Extracted entries section start

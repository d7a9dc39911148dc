//! Modified Helmholtz kernels in 2D
//!
//! Direct and accelerated evaluation of charge and dipole layer potentials for the operator
//! `Δ - k²` in the plane, together with dense kernel matrix formation.
pub mod apply;
pub mod bessel;
pub mod c_abi;
pub mod error;
pub mod far_field;
mod helpers;
pub mod modified_helmholtz_2d;
pub mod traits;
pub mod types;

Extracted entries section end

→ Brief: Set down all of the data above again, exactly.

→ Your response:
repository d7a9dc39911148dc
//! Modified Helmholtz kernels in 2D
//!
//! Direct and accelerated evaluation of charge and dipole layer potentials for the operator
//! `Δ - k²` in the plane, together with dense kernel matrix formation.
pub mod apply;
pub mod bessel;
pub mod c_abi;
pub mod error;
pub mod far_field;
mod helpers;
pub mod modified_helmholtz_2d;
pub mod traits;
pub mod types;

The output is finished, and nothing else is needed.